Высокий мрачно глянул в тончайшую лазурь, кашлянув, сказал:
— Дайте папироску. И огня….
Но увидев, что собеседник завозился с зажигалкой, — Ну начинается этот…. спиритизм, — сказал с отвращением и преодолев жару, повернулся на бок, залез в карман и чиркнул спичкой. Огонь бледно призрачил на солнце, отливая синим, чуть желтым. Покинутая в траве спичка пустила струйку сине-серебристого дыма: маленькая спичка исчезла в мечах и языках трав. Коршун с высоты глядел на все это, — «чи-иль» — говорил он, как брат его, следивший Маугли в объятьях Бандар-Лога, обезьяньего народа, у которого не было закона и который боялся Каа, пятнистого питона….
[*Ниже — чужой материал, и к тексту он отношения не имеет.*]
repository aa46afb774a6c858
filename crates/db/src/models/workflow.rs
use std::fmt;

use chrono::{DateTime, Utc};
use serde::{Deserialize, Serialize};
use sqlx::{FromRow, SqlitePool, Type};
use uuid::Uuid;

#[derive(Debug, Clone, Copy, Type, Serialize, Deserialize, PartialEq, Eq)]
#[sqlx(type_name = "workflow_status", rename_all = "lowercase")]
#[serde(rename_all = "lowercase")]
pub enum WorkflowStatus {
    Created,
    Running,
    Completed,
    Failed,
}

impl WorkflowStatus {
    pub fn is_terminal(self) -> bool {
        matches!(self, WorkflowStatus::Completed | WorkflowStatus::Failed)
    }
}

impl fmt::Display for WorkflowStatus {
    fn fmt(&self, f: &mut fmt::Formatter<'_>) -> fmt::Result {
        let s = match self {
            WorkflowStatus::Created => "created",
            WorkflowStatus::Running => "running",
            WorkflowStatus::Completed => "completed",
            WorkflowStatus::Failed => "failed",
        };
        f.write_str(s)
    }
}

#[derive(Debug, Clone, FromRow, Serialize, Deserialize)]
pub struct Workflow {
    pub id: Uuid,
    pub name: String,
    pub description: Option<String>,
    pub status: WorkflowStatus,
    pub created_at: DateTime<Utc>,
    pub updated_at: DateTime<Utc>,
    pub started_at: Option<DateTime<Utc>>,
    pub completed_at: Option<DateTime<Utc>>,
}

#[derive(Debug, Clone, Deserialize)]
pub struct CreateWorkflow {
    pub name: String,
    pub description: Option<String>,
}

impl Workflow {
    pub async fn create(
        pool: &SqlitePool,
        data: &CreateWorkflow,
        workflow_id: Uuid,
    ) -> Result<Self, sqlx::Error> {
        sqlx::query_as::<_, Workflow>(
            r#"
            INSERT INTO workflows (id, name, description)
            VALUES (?1, ?2, ?3)
            RETURNING *
            "#,
        )
        .bind(workflow_id)
        .bind(&data.name)
        .bind(&data.description)
        .fetch_one(pool)
        .await
    }

    pub async fn find_by_id(pool: &SqlitePool, id: Uuid) -> Result<Option<Self>, sqlx::Error> {
        sqlx::query_as::<_, Workflow>(r#"SELECT * FROM workflows WHERE id = ?1"#)
            .bind(id)
            .fetch_optional(pool)
            .await
    }

    /// created -> running. `false` if the workflow was already started.
    pub async fn try_start(pool: &SqlitePool, id: Uuid) -> Result<bool, sqlx::Error> {
        let result = sqlx::query(
            r#"
            UPDATE workflows
            SET status = 'running',
                started_at = datetime('now', 'subsec'),
                updated_at = datetime('now', 'subsec')
            WHERE id = ?1 AND status = 'created'
            "#,
        )
        .bind(id)
        .execute(pool)
        .await?;

        Ok(result.rows_affected() == 1)
    }

    /// Writes a derived status. Only touches the row when the value changes,
    /// so repeated recomputation is a no-op.
    pub async fn update_status(
        pool: &SqlitePool,
        id: Uuid,
        status: WorkflowStatus,
    ) -> Result<bool, sqlx::Error> {
        let result = sqlx::query(
            r#"
            UPDATE workflows
            SET status = ?2,
                completed_at = CASE
                    WHEN ?2 IN ('completed', 'failed')
                        THEN COALESCE(completed_at, datetime('now', 'subsec'))
                    ELSE completed_at
                END,
                updated_at = datetime('now', 'subsec')
            WHERE id = ?1 AND status != ?2
            "#,
        )
        .bind(id)
        .bind(status)
        .execute(pool)
        .await?;

        Ok(result.rows_affected() == 1)
    }
}
use std::{sync::Arc, time::Duration};

use backon::{ExponentialBuilder, Retryable};
use db::{
    DBService,
    models::{
        task::Task,
        task_log::{LogLevel, TaskLog},
    },
};
use executors::executors::{ExecutionRequest, TaskExecutor};
use tokio::sync::{Mutex, OwnedSemaphorePermit, Semaphore};
use tokio_util::task::TaskTracker;
use tracing::{debug, error, info, warn};

use super::result_processor::{Disposition, ExecutionOutcome, ResultProcessor};

/// A reserved worker. Dropping it frees the worker again.
pub struct WorkerSlot {
    _permit: OwnedSemaphorePermit,
}

/// Fixed number of workers sharing one executor. At most `size` attempts run
/// at any moment.
#[derive(Clone)]
pub struct WorkerPool {
    slots: Arc<Semaphore>,
    size: usize,
    executor: Arc<dyn TaskExecutor>,
    processor: ResultProcessor,
    db: DBService,
    tracker: TaskTracker,
    /// Finished attempts whose outcome the store refused. The task stays
    /// `running` until one of these is recorded.
    unrecorded: Arc<Mutex<Vec<(Task, ExecutionOutcome)>>>,
}

impl WorkerPool {
    pub fn new(
        size: usize,
        executor: Arc<dyn TaskExecutor>,
        processor: ResultProcessor,
        db: DBService,
    ) -> Self {
        let size = size.max(1);
        Self {
            slots: Arc::new(Semaphore::new(size)),
            size,
            executor,
            processor,
            db,
            tracker: TaskTracker::new(),
            unrecorded: Arc::new(Mutex::new(Vec::new())),
        }
    }

    pub fn size(&self) -> usize {
        self.size
    }

    pub fn available(&self) -> usize {
        self.slots.available_permits()
    }

    pub fn try_reserve(&self) -> Option<WorkerSlot> {
        self.slots
            .clone()
            .try_acquire_owned()
            .ok()
            .map(|permit| WorkerSlot { _permit: permit })
    }

    /// Runs one attempt of an already claimed task on a reserved worker.
    pub fn dispatch(&self, slot: WorkerSlot, task: Task) {
        let pool = self.clone();
        self.tracker.spawn(async move {
            let _slot = slot;
            pool.run_attempt(task).await;
        });
    }

    /// Resolves once no attempt is running.
    pub async fn wait_idle(&self) {
        let permits = u32::try_from(self.size).unwrap_or(u32::MAX);
        if let Ok(all) = self.slots.acquire_many(permits).await {
            drop(all);
        }
    }

    /// Waits for in-flight attempts to finish and record their outcome.
    pub async fn shutdown(&self) {
        self.tracker.close();
        self.tracker.wait().await;

        self.retry_unrecorded().await;
        let left = self.unrecorded.lock().await.len();
        if left > 0 {
            error!(
                "{} task outcomes could not be recorded; those tasks are recovered at next startup",
                left
            );
        }
    }

    /// Outcomes still waiting for the store.
    pub async fn unrecorded(&self) -> usize {
        self.unrecorded.lock().await.len()
    }

    /// Tries every parked outcome once more. Returns how many were recorded;
    /// the rest stay parked for the next call.
    pub async fn retry_unrecorded(&self) -> usize {
        let parked = std::mem::take(&mut *self.unrecorded.lock().await);
        if parked.is_empty() {
            return 0;
        }

        let mut recorded = 0;
        let mut still_failing = Vec::new();
        for (task, outcome) in parked {
            match self.processor.handle_outcome(&task, outcome.clone()).await {
                Ok(disposition) => {
                    info!(task_id = %task.id, ?disposition, "Recorded parked task outcome");
                    recorded += 1;
                }
                Err(e) => {
                    debug!(task_id = %task.id, "Parked outcome still not recorded: {}", e);
                    still_failing.push((task, outcome));
                }
            }
        }
        self.unrecorded.lock().await.extend(still_failing);
        recorded
    }

    async fn run_attempt(&self, task: Task) {
        let attempt = task.retry_count + 1;
        let timeout = Duration::from_secs(u64::try_from(task.timeout_seconds.max(1)).unwrap_or(1));

        if let Err(e) = TaskLog::append(
            &self.db.pool,
            task.id,
            LogLevel::Info,
            &format!("Attempt {attempt} started"),
        )
        .await
        {
            warn!(task_id = %task.id, "Failed to write task log: {}", e);
        }
        info!(task_id = %task.id, executor = %task.executor, attempt, "Starting task attempt");

        let request = ExecutionRequest {
            task_id: task.id,
            executor: task.executor.clone(),
            instructions: task.instructions.clone(),
            timeout,
        };
        let outcome = match tokio::time::timeout(timeout, self.executor.execute(request)).await {
            Ok(Ok(output)) => ExecutionOutcome::Succeeded(output.output),
            Ok(Err(e)) => ExecutionOutcome::Failed(e.to_string()),
            Err(_) => {
                warn!(task_id = %task.id, attempt, "Task attempt timed out after {}s", timeout.as_secs());
                ExecutionOutcome::TimedOut(timeout)
            }
        };
        self.record(&task, outcome).await;
    }

    /// Hands the outcome to the result processor. A few quick retries cover
    /// a busy store; after that the outcome is parked for the scheduler to
    /// retry each cycle.
    async fn record(&self, task: &Task, outcome: ExecutionOutcome) {
        let result = (|| self.processor.handle_outcome(task, outcome.clone()))
            .retry(
                ExponentialBuilder::default()
                    .with_min_delay(Duration::from_millis(50))
                    .with_max_delay(Duration::from_millis(500))
                    .with_max_times(3),
            )
            .notify(|err, dur| {
                warn!(
                    task_id = %task.id,
                    "Recording task outcome failed: {}. Retrying after {:.2}s",
                    err,
                    dur.as_secs_f64()
                );
            })
            .await;

        match result {
            Ok(Disposition::Discarded) => {
                debug!(task_id = %task.id, "Outcome discarded");
            }
            Ok(disposition) => {
                debug!(task_id = %task.id, ?disposition, "Outcome recorded");
            }
            Err(e) => {
                error!(
                    task_id = %task.id,
                    "Could not record task outcome, retrying next cycle: {}",
                    e
                );
                self.unrecorded.lock().await.push((task.clone(), outcome));
            }
        }
    }
}
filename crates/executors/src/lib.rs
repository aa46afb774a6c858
pub mod executors;
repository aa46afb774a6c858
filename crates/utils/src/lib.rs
pub mod assets;
pub mod response;
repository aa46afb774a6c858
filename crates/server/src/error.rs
use axum::{
    http::StatusCode,
    response::{IntoResponse, Json as ResponseJson, Response},
};
use db::models::workflow_phase::WorkflowPhaseError;
use deployment::DeploymentError;
use services::services::{tasks::TaskServiceError, workflow::WorkflowServiceError};
use sqlx::Error as SqlxError;
use thiserror::Error;
use utils::response::ApiResponse;

#[derive(Debug, Error)]
pub enum ApiError {
    #[error(transparent)]
    Task(#[from] TaskServiceError),
    #[error(transparent)]
    Workflow(#[from] WorkflowServiceError),
    #[error(transparent)]
    Deployment(#[from] DeploymentError),
    #[error(transparent)]
    Database(#[from] SqlxError),
}

fn task_error_status(err: &TaskServiceError) -> (StatusCode, &'static str) {
    match err {
        TaskServiceError::NotFound(_) => (StatusCode::NOT_FOUND, "TaskNotFound"),
        TaskServiceError::Validation(_)
        | TaskServiceError::UnknownDependency(_)
        | TaskServiceError::NotCancellable { .. }
        | TaskServiceError::NotRetryable { .. }
        | TaskServiceError::InWorkflow(_) => (StatusCode::BAD_REQUEST, "TaskError"),
        TaskServiceError::Database(_) | TaskServiceError::Results(_) => {
            (StatusCode::INTERNAL_SERVER_ERROR, "TaskError")
        }
    }
}

fn workflow_error_status(err: &WorkflowServiceError) -> (StatusCode, &'static str) {
    match err {
        WorkflowServiceError::NotFound(_) => (StatusCode::NOT_FOUND, "WorkflowNotFound"),
        WorkflowServiceError::Task(inner) => task_error_status(inner),
        WorkflowServiceError::Phase(WorkflowPhaseError::Duplicate(_))
        | WorkflowServiceError::Graph(_)
        | WorkflowServiceError::PhaseNotFound(_)
        | WorkflowServiceError::InvalidState { .. }
        | WorkflowServiceError::Validation(_) => (StatusCode::BAD_REQUEST, "WorkflowError"),
        WorkflowServiceError::Phase(WorkflowPhaseError::Database(_))
        | WorkflowServiceError::Database(_)
        | WorkflowServiceError::Results(_) => (StatusCode::INTERNAL_SERVER_ERROR, "WorkflowError"),
    }
}

impl ApiError {
    fn status(&self) -> (StatusCode, &'static str) {
        match self {
            ApiError::Task(err) => task_error_status(err),
            ApiError::Workflow(err) => workflow_error_status(err),
            ApiError::Deployment(_) => (StatusCode::INTERNAL_SERVER_ERROR, "DeploymentError"),
            ApiError::Database(_) => (StatusCode::INTERNAL_SERVER_ERROR, "DatabaseError"),
        }
    }
}

impl IntoResponse for ApiError {
    fn into_response(self) -> Response {
        let (status_code, error_type) = self.status();

        let error_message = if status_code.is_server_error() {
            tracing::error!(error_type, "Request failed: {}", self);
            format!("{}: {}", error_type, self)
        } else {
            self.to_string()
        };

        let response = ApiResponse::<()>::error(&error_message);
        (status_code, ResponseJson(response)).into_response()
    }
}
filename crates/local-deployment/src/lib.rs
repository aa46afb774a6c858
use std::{sync::Arc, time::Duration};

use async_trait::async_trait;
use db::DBService;
use deployment::{Deployment, DeploymentError};
use executors::executors::{CommandExecutor, TaskExecutor};
use services::services::{
    config::{Config, load_config_from_file, save_config_to_file},
    result_processor::{ResultProcessor, RetryPolicy},
    scheduler::Scheduler,
    tasks::{TaskDefaults, TaskService},
    webhook::WebhookService,
    worker_pool::WorkerPool,
    workflow::WorkflowService,
};
use utils::assets::{config_path, database_path};

/// Single-process deployment: one SQLite file, one scheduler, one worker
/// pool running the configured command.
#[derive(Clone)]
pub struct LocalDeployment {
    db: DBService,
    tasks: TaskService,
    workflows: WorkflowService,
    webhooks: WebhookService,
    results: ResultProcessor,
    scheduler: Scheduler,
}

impl LocalDeployment {
    /// Wires every service from an already loaded config.
    pub fn from_parts(
        config: Config,
        db: DBService,
        executor: Arc<dyn TaskExecutor>,
    ) -> Result<Self, DeploymentError> {
        let results = ResultProcessor::new(db.clone(), RetryPolicy::from(&config.retry));
        let workers = WorkerPool::new(config.workers, executor, results.clone(), db.clone());
        let scheduler = Scheduler::new(
            db.clone(),
            workers,
            results.clone(),
            Duration::from_millis(config.scheduler.poll_interval_ms.max(1)),
        );
        let tasks = TaskService::new(db.clone(), results.clone(), TaskDefaults::from(&config));
        let workflows = WorkflowService::new(db.clone(), tasks.clone(), results.clone());
        let webhooks = WebhookService::new(db.clone(), config.webhook.clone())?;

        Ok(Self {
            db,
            tasks,
            workflows,
            webhooks,
            results,
            scheduler,
        })
    }
}

#[async_trait]
impl Deployment for LocalDeployment {
    async fn new() -> Result<Self, DeploymentError> {
        let mut raw_config = load_config_from_file(&config_path()).await;
        raw_config.apply_env_overrides(|key| std::env::var(key).ok())?;

        // Always save config (may have been migrated)
        save_config_to_file(&raw_config, &config_path()).await?;

        let db = DBService::new_with_path(&database_path(), raw_config.database.max_connections)
            .await?;
        let executor = CommandExecutor::new(&raw_config.executor.command)?;
        tracing::info!(
            workers = raw_config.workers,
            executor = %raw_config.executor.command,
            "Local deployment ready"
        );

        Self::from_parts(raw_config, db, Arc::new(executor))
    }

    fn db(&self) -> &DBService {
        &self.db
    }

    fn tasks(&self) -> &TaskService {
        &self.tasks
    }

    fn workflows(&self) -> &WorkflowService {
        &self.workflows
    }

    fn webhooks(&self) -> &WebhookService {
        &self.webhooks
    }

    fn results(&self) -> &ResultProcessor {
        &self.results
    }

    fn scheduler(&self) -> &Scheduler {
        &self.scheduler
    }
}

#[cfg(test)]
mod tests {
    use db::models::task::{CreateTask, Task, TaskPriority, TaskStatus};
    use executors::executors::{ExecutionOutput, ExecutionRequest, ExecutorError};
    use serde_json::json;
    use uuid::Uuid;

    use super::*;

    struct Unused;

    #[async_trait]
    impl TaskExecutor for Unused {
        async fn execute(
            &self,
            _request: ExecutionRequest,
        ) -> Result<ExecutionOutput, ExecutorError> {
            Err(ExecutorError::Other("not expected to run".to_string()))
        }
    }

    fn orphan(name: &str, max_retries: i64) -> CreateTask {
        CreateTask {
            name: name.to_string(),
            description: None,
            workflow_id: None,
            phase_id: None,
            executor: "test".to_string(),
            instructions: String::new(),
            priority: TaskPriority::Normal,
            dependencies: Vec::new(),
            webhook_url: None,
            max_retries,
            timeout_seconds: 30,
            metadata: json!({}),
        }
    }

    #[tokio::test]
    async fn orphaned_running_tasks_are_treated_as_failed_attempts() {
        let dir = tempfile::tempdir().unwrap();
        let db = DBService::new_with_path(&dir.path().join("db.sqlite"), 4)
            .await
            .unwrap();
        let deployment =
            LocalDeployment::from_parts(Config::default(), db.clone(), Arc::new(Unused)).unwrap();

        let mut ids = Vec::new();
        for (name, retries) in [("retryable", 2), ("exhausted", 0)] {
            let task = Task::create(&db.pool, &orphan(name, retries), Uuid::new_v4())
                .await
                .unwrap();
            Task::try_transition(&db.pool, task.id, TaskStatus::Pending, TaskStatus::Running)
                .await
                .unwrap();
            ids.push(task.id);
        }

        assert_eq!(deployment.recover_orphaned_tasks().await.unwrap(), 2);

        let retryable = Task::find_by_id(&db.pool, ids[0]).await.unwrap().unwrap();
        assert_eq!(retryable.status, TaskStatus::Pending);
        assert_eq!(retryable.retry_count, 1);

        let exhausted = Task::find_by_id(&db.pool, ids[1]).await.unwrap().unwrap();
        assert_eq!(exhausted.status, TaskStatus::Failed);
        assert!(exhausted.error.unwrap().contains("restart"));

        assert_eq!(deployment.recover_orphaned_tasks().await.unwrap(), 0);
    }
}
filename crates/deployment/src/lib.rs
use anyhow::Error as AnyhowError;
use async_trait::async_trait;
use db::{
    DBService,
    models::task::{Task, TaskStatus},
};
use executors::executors::ExecutorError;
use services::services::{
    config::ConfigError,
    result_processor::{Disposition, ResultProcessor},
    scheduler::Scheduler,
    tasks::TaskService,
    webhook::{WebhookError, WebhookService},
    worker_pool::WorkerPool,
    workflow::WorkflowService,
};
use sqlx::Error as SqlxError;
use thiserror::Error;
use tokio::task::JoinHandle;
use tokio_util::sync::CancellationToken;

#[derive(Debug, Error)]
pub enum DeploymentError {
    #[error(transparent)]
    Io(#[from] std::io::Error),
    #[error(transparent)]
    Sqlx(#[from] SqlxError),
    #[error(transparent)]
    Config(#[from] ConfigError),
    #[error(transparent)]
    Executor(#[from] ExecutorError),
    #[error(transparent)]
    Webhook(#[from] WebhookError),
    #[error(transparent)]
    Other(#[from] AnyhowError),
}

#[async_trait]
pub trait Deployment: Clone + Send + Sync + 'static {
    async fn new() -> Result<Self, DeploymentError>;

    fn db(&self) -> &DBService;

    fn tasks(&self) -> &TaskService;

    fn workflows(&self) -> &WorkflowService;

    fn webhooks(&self) -> &WebhookService;

    fn results(&self) -> &ResultProcessor;

    fn scheduler(&self) -> &Scheduler;

    fn workers(&self) -> &WorkerPool {
        self.scheduler().workers()
    }

    /// Tasks still marked `running` were interrupted by the last shutdown.
    /// Each counts as a failed attempt: requeued if it has retries left,
    /// failed otherwise. Call at startup, before the scheduler runs.
    async fn recover_orphaned_tasks(&self) -> Result<usize, DeploymentError> {
        let running = Task::find_by_status(&self.db().pool, TaskStatus::Running).await?;
        let mut recovered = 0;
        for task in running {
            tracing::info!(task_id = %task.id, "Found orphaned running task");
            match self.results().recover_orphan(&task).await {
                Ok(Disposition::Discarded) => {}
                Ok(disposition) => {
                    tracing::info!(task_id = %task.id, ?disposition, "Recovered orphaned task");
                    recovered += 1;
                }
                Err(e) => {
                    tracing::error!(task_id = %task.id, "Failed to recover orphaned task: {}", e);
                }
            }
        }
        Ok(recovered)
    }

    fn spawn_background_services(&self, shutdown: CancellationToken) -> Vec<JoinHandle<()>> {
        vec![
            self.scheduler().spawn(shutdown.clone()),
            self.webhooks().spawn(shutdown),
        ]
    }

    /// Waits for the loops to stop, then for in-flight attempts to record
    /// their outcome.
    async fn drain(&self, handles: Vec<JoinHandle<()>>) {
        for handle in handles {
            if let Err(e) = handle.await {
                tracing::error!("Background service ended abnormally: {}", e);
            }
        }
        self.workers().shutdown().await;
    }
}
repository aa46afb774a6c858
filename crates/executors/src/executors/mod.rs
//! The boundary between the engine and whatever actually performs a task.
//!
//! The engine never interprets `instructions`; it hands them, together with
//! the executor identity, to a [`TaskExecutor`] and records what comes back.

pub mod command;

use std::time::Duration;

use async_trait::async_trait;
use serde::{Deserialize, Serialize};
use thiserror::Error;
use uuid::Uuid;

pub use command::CommandExecutor;

#[derive(Debug, Error)]
pub enum ExecutorError {
    #[error("IO error: {0}")]
    Io(#[from] std::io::Error),
    #[error("Invalid executor command: {0}")]
    InvalidCommand(String),
    #[error("Executor exited with status {exit_code:?}: {stderr}")]
    Failed {
        exit_code: Option<i32>,
        stderr: String,
    },
    #[error("Execution failed: {0}")]
    Other(String),
}

#[derive(Debug, Clone, Serialize, Deserialize)]
pub struct ExecutionRequest {
    pub task_id: Uuid,
    pub executor: String,
    pub instructions: String,
    pub timeout: Duration,
}

#[derive(Debug, Clone, Serialize, Deserialize, PartialEq, Eq)]
pub struct ExecutionOutput {
    pub output: String,
}

/// Runs one task attempt. Implementations must be safe to drop mid-flight:
/// a timed-out attempt is cancelled by dropping its future.
#[async_trait]
pub trait TaskExecutor: Send + Sync + 'static {
    async fn execute(&self, request: ExecutionRequest) -> Result<ExecutionOutput, ExecutorError>;
}
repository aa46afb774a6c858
//! Dependency graphs and readiness.
//!
//! Graph validation runs when a workflow is built or started and rejects
//! dangling references and cycles. Readiness is a pure predicate over a
//! snapshot of dependency, phase and workflow state loaded from the store.

use std::{
    collections::{HashMap, HashSet},
    fmt::Display,
    hash::Hash,
};

use db::models::{
    task::{DependencyState, Task, TaskStatus},
    workflow::{Workflow, WorkflowStatus},
    workflow_phase::{PhaseStatus, PrerequisiteState, WorkflowPhase},
};
use sqlx::SqlitePool;
use thiserror::Error;
use uuid::Uuid;

#[derive(Debug, Clone, Error, PartialEq, Eq)]
pub enum GraphError {
    #[error("'{node}' depends on unknown '{dependency}'")]
    UnknownDependency { node: String, dependency: String },
    #[error("Dependency cycle: {}", path.join(" -> "))]
    Cycle { path: Vec<String> },
}

/// Adjacency list keyed by node id; each node lists what it depends on.
#[derive(Debug, Clone)]
pub struct DependencyGraph<K> {
    order: Vec<K>,
    edges: HashMap<K, Vec<K>>,
}

impl<K> Default for DependencyGraph<K> {
    fn default() -> Self {
        Self {
            order: Vec::new(),
            edges: HashMap::new(),
        }
    }
}

impl<K> DependencyGraph<K>
where
    K: Clone + Eq + Hash + Display,
{
    pub fn new() -> Self {
        Self::default()
    }

    pub fn add_node<I>(&mut self, node: K, dependencies: I)
    where
        I: IntoIterator<Item = K>,
    {
        if !self.edges.contains_key(&node) {
            self.order.push(node.clone());
        }
        self.edges
            .entry(node)
            .or_default()
            .extend(dependencies);
    }

    pub fn contains(&self, node: &K) -> bool {
        self.edges.contains_key(node)
    }

    pub fn len(&self) -> usize {
        self.order.len()
    }

    pub fn is_empty(&self) -> bool {
        self.order.is_empty()
    }

    /// Depth-first walk with an explicit stack. A node reached again while
    /// still on the stack closes a cycle.
    pub fn validate(&self) -> Result<(), GraphError> {
        let mut visited: HashSet<&K> = HashSet::new();
        let mut in_progress: HashSet<&K> = HashSet::new();

        for start in &self.order {
            if visited.contains(start) {
                continue;
            }

            let mut stack: Vec<(&K, usize)> = vec![(start, 0)];
            in_progress.insert(start);

            while let Some(frame) = stack.last_mut() {
                let node = frame.0;
                let next = frame.1;
                let dependencies = self.edges.get(node).map(Vec::as_slice).unwrap_or(&[]);

                if next >= dependencies.len() {
                    stack.pop();
                    in_progress.remove(node);
                    visited.insert(node);
                    continue;
                }
                frame.1 += 1;

                let Some((dependency, _)) = self.edges.get_key_value(&dependencies[next]) else {
                    return Err(GraphError::UnknownDependency {
                        node: node.to_string(),
                        dependency: dependencies[next].to_string(),
                    });
                };

                if in_progress.contains(dependency) {
                    let from = stack
                        .iter()
                        .position(|(n, _)| *n == dependency)
                        .unwrap_or(0);
                    let mut path: Vec<String> =
                        stack[from..].iter().map(|(n, _)| n.to_string()).collect();
                    path.push(dependency.to_string());
                    return Err(GraphError::Cycle { path });
                }

                if !visited.contains(dependency) {
                    in_progress.insert(dependency);
                    stack.push((dependency, 0));
                }
            }
        }

        Ok(())
    }
}

/// Why a pending task can never run.
#[derive(Debug, Clone, Error, PartialEq, Eq)]
pub enum Unrunnable {
    #[error("dependency {0} does not exist")]
    MissingDependency(Uuid),
    #[error("dependency {0} ended as {1}")]
    DependencyEnded(Uuid, TaskStatus),
    #[error("phase prerequisite '{0}' does not exist")]
    MissingPhase(String),
}

/// Something a task is still waiting on.
#[derive(Debug, Clone, PartialEq, Eq)]
pub enum Blocker {
    Dependency(Uuid, TaskStatus),
    Phase(String, PhaseStatus),
    Workflow(WorkflowStatus),
    NotPending(TaskStatus),
}

#[derive(Debug, Clone, PartialEq, Eq)]
pub enum Readiness {
    Ready,
    Waiting(Vec<Blocker>),
    Invalid(Unrunnable),
}

#[derive(Debug, Clone, Default)]
pub struct ReadinessSnapshot {
    pub dependencies: Vec<DependencyState>,
    pub prerequisites: Vec<PrerequisiteState>,
    pub workflow_status: Option<WorkflowStatus>,
}

impl ReadinessSnapshot {
    pub async fn load(pool: &SqlitePool, task: &Task) -> Result<Self, sqlx::Error> {
        let dependencies = Task::dependency_states(pool, task.id).await?;

        let (prerequisites, workflow_status) = match (task.workflow_id, task.phase_id.as_deref()) {
            (Some(workflow_id), phase_id) => {
                let prerequisites = match phase_id {
                    Some(phase_id) => {
                        WorkflowPhase::prerequisite_states(pool, workflow_id, phase_id).await?
                    }
                    None => Vec::new(),
                };
                let status = Workflow::find_by_id(pool, workflow_id)
                    .await?
                    .map(|w| w.status);
                (prerequisites, status)
            }
            (None, _) => (Vec::new(), None),
        };

        Ok(Self {
            dependencies,
            prerequisites,
            workflow_status,
        })
    }
}

pub struct DependencyResolver;

impl DependencyResolver {
    /// A task is ready when every dependency completed and, for a workflow
    /// task, its workflow is running and every prerequisite phase completed.
    pub fn readiness(task: &Task, snapshot: &ReadinessSnapshot) -> Readiness {
        for dependency in &snapshot.dependencies {
            match dependency.status {
                None => {
                    return Readiness::Invalid(Unrunnable::MissingDependency(
                        dependency.depends_on_id,
                    ));
                }
                Some(status @ (TaskStatus::Failed | TaskStatus::Cancelled)) => {
                    return Readiness::Invalid(Unrunnable::DependencyEnded(
                        dependency.depends_on_id,
                        status,
                    ));
                }
                _ => {}
            }
        }
        for prerequisite in &snapshot.prerequisites {
            if prerequisite.status.is_none() {
                return Readiness::Invalid(Unrunnable::MissingPhase(
                    prerequisite.phase_id.clone(),
                ));
            }
        }

        let mut blockers = Vec::new();
        if task.status != TaskStatus::Pending {
            blockers.push(Blocker::NotPending(task.status));
        }
        if task.workflow_id.is_some() {
            match snapshot.workflow_status {
                Some(WorkflowStatus::Running) => {}
                Some(status) => blockers.push(Blocker::Workflow(status)),
                None => blockers.push(Blocker::Workflow(WorkflowStatus::Created)),
            }
        }
        blockers.extend(snapshot.dependencies.iter().filter_map(|d| match d.status {
            Some(TaskStatus::Completed) | None => None,
            Some(status) => Some(Blocker::Dependency(d.depends_on_id, status)),
        }));
        blockers.extend(snapshot.prerequisites.iter().filter_map(|p| match p.status {
            Some(PhaseStatus::Completed) | None => None,
            Some(status) => Some(Blocker::Phase(p.phase_id.clone(), status)),
        }));

        if blockers.is_empty() {
            Readiness::Ready
        } else {
            Readiness::Waiting(blockers)
        }
    }
}

/// Prerequisites of `phase` that have not completed yet.
pub fn incomplete_prerequisites(
    phase: &WorkflowPhase,
    statuses: &HashMap<&str, PhaseStatus>,
) -> Vec<String> {
    phase
        .depends_on
        .0
        .iter()
        .filter(|id| statuses.get(id.as_str()) != Some(&PhaseStatus::Completed))
        .cloned()
        .collect()
}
— Мы вытащим на свет божий пару совершенно прогнивших гипотез…
— А у них и этого нет….
— И потом мы — избранники.
— Гипотезы эти будут повторены миллионами ртов: тогда они станут истиной. Держись!
— Мы оденем их в рогожные мантии и увенчаем битым стеклом. Раса беспечальников, а ну-ка, покажи из какого ты мяса? мы устроим тебе новые Четьи-Минеи, ты потеряешь счет своим трупам. Мы не оставим тебе и детской надежды: тебе, не удастся выжить только за счет нашего мяса, ты будешь ходить по базару, говоря на языке Вордсворта и Леопарди: — и на этом языке ты будешь предлагать собственную берцовую кость в обмен за полтора дня жизни, — и никто ее не возьмет у тебя, о срам солнечной системы! Ты пучишься — ты иной консистенции, чем мы….
— Но ненависть и обжорство — общее достояние!
— Долой неравенство в этом слишком человеческом пункте!
— Ничто мы объявим предполагаемым (а стало быть и существующим: таковы постулаты истинного релятивизма) и искомым раем, а азотников мы развесим кругом за ноги: качайся и любуйся….
— Горбатый нос великого Филя будет сиять на каждом перекрестке; вот этим то носом мы и зарубим, тех, кто ест нашу азотную кислоту.
— Вот это то и называется: зарубить на носу.
— И вот вам моя рука и обезумевшая голова: — это доказательства, — клянусь вам, дети и братья: если вы не будете нас слушаться — если вы не будете нас слушаться….
— Если они не будут нас слушаться — о!..
— ….лопнет ваша территория обученных прыгать фоксов с укороченными хвостами…
— Лава извергнется из трещин!
— Лиссабон содрогнется и восплачет Мартиника.
— Сокурашима осядет от зависти!
— ….и вы будете поглощены расплавленной магмой.
— Это доказано с невероятной силой и ясностью, точностью….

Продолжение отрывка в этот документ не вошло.